**What you should do:**
Nothing but the line holding "else if row_bottom" and the lines after it, through the end of the records, should be set down, each exactly as it is.

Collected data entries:
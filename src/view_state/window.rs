//! Row windowing for virtualized rendering.
//!
//! Only rows inside the window are materialized; everything above and below is
//! represented by spacer height so the scrollable extent stays correct. This runs
//! on every scroll event and is O(1): no sorting or filtering happens here.

use super::types::RowHeight;
use std::ops::Range;

/// Slice of rows to render plus the spacers around it.
///
/// # Invariants
/// - `start_index <= end_index <= row_count`
/// - `top_spacer_height + len() * row_height + bottom_spacer_height == total_height`
#[derive(Debug, Clone, Copy, PartialEq, Eq, Default)]
pub struct VirtualWindow {
    /// Index of the first materialized row (inclusive).
    pub start_index: usize,
    /// Index one past the last materialized row (exclusive).
    pub end_index: usize,
    /// `row_count * row_height`.
    pub total_height: usize,
    /// Height standing in for rows before `start_index`.
    pub top_spacer_height: usize,
    /// Height standing in for rows from `end_index` on.
    pub bottom_spacer_height: usize,
}

impl VirtualWindow {
    /// Number of materialized rows.
    pub fn len(&self) -> usize {
        self.end_index - self.start_index
    }

    /// True when nothing is materialized.
    pub fn is_empty(&self) -> bool {
        self.start_index == self.end_index
    }

    /// Materialized index range.
    pub fn range(&self) -> Range<usize> {
        self.start_index..self.end_index
    }

    /// Iterate over materialized row indices.
    pub fn indices(&self) -> impl Iterator<Item = usize> {
        self.range()
    }

    /// Check if a row index is materialized.
    pub fn contains(&self, index: usize) -> bool {
        self.range().contains(&index)
    }
}

/// Compute the window for a scroll position.
///
/// `start = floor(scroll_offset / row_height) - overscan` (saturating at 0),
/// `end = start + ceil(viewport_height / row_height) + 2 * overscan`, both capped
/// at `row_count`. Scroll offsets past the end are the scroll container's job to
/// clamp; here they simply yield an empty window at the bottom.
pub fn compute_window(
    row_count: usize,
    row_height: RowHeight,
    scroll_offset: usize,
    viewport_height: usize,
    overscan: usize,
) -> VirtualWindow {
    let h = row_height.get();
    let first_visible = scroll_offset / h;
    let start_index = first_visible.saturating_sub(overscan).min(row_count);
    let visible_count = viewport_height
        .div_ceil(h)
        .saturating_add(overscan.saturating_mul(2));
    let end_index = start_index.saturating_add(visible_count).min(row_count);

    VirtualWindow {
        start_index,
        end_index,
        total_height: row_count.saturating_mul(h),
        top_spacer_height: start_index * h,
        bottom_spacer_height: (row_count - end_index) * h,
    }
}

/// Largest meaningful scroll offset: the last viewport's worth of rows.
pub fn max_scroll_offset(row_count: usize, row_height: RowHeight, viewport_height: usize) -> usize {
    row_count
        .saturating_mul(row_height.get())
        .saturating_sub(viewport_height)
}

/// Scroll offset that keeps row `index` fully inside the viewport.
///
/// Returns `current_offset` unchanged when the row is already visible.
pub fn reveal_row(
    index: usize,
    current_offset: usize,
    row_height: RowHeight,
    viewport_height: usize,
) -> usize {
    let h = row_height.get();
    let row_top = index * h;
    let row_bottom = row_top + h;
    if row_top < current_offset {
        row_top
    } else if row_bottom > current_offset + viewport_height {
        row_bottom.saturating_sub(viewport_height)
    } else {
        current_offset
    }
}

**Completed exercise:**
    } else if row_bottom > current_offset + viewport_height {
        row_bottom.saturating_sub(viewport_height)
    } else {
        current_offset
    }
}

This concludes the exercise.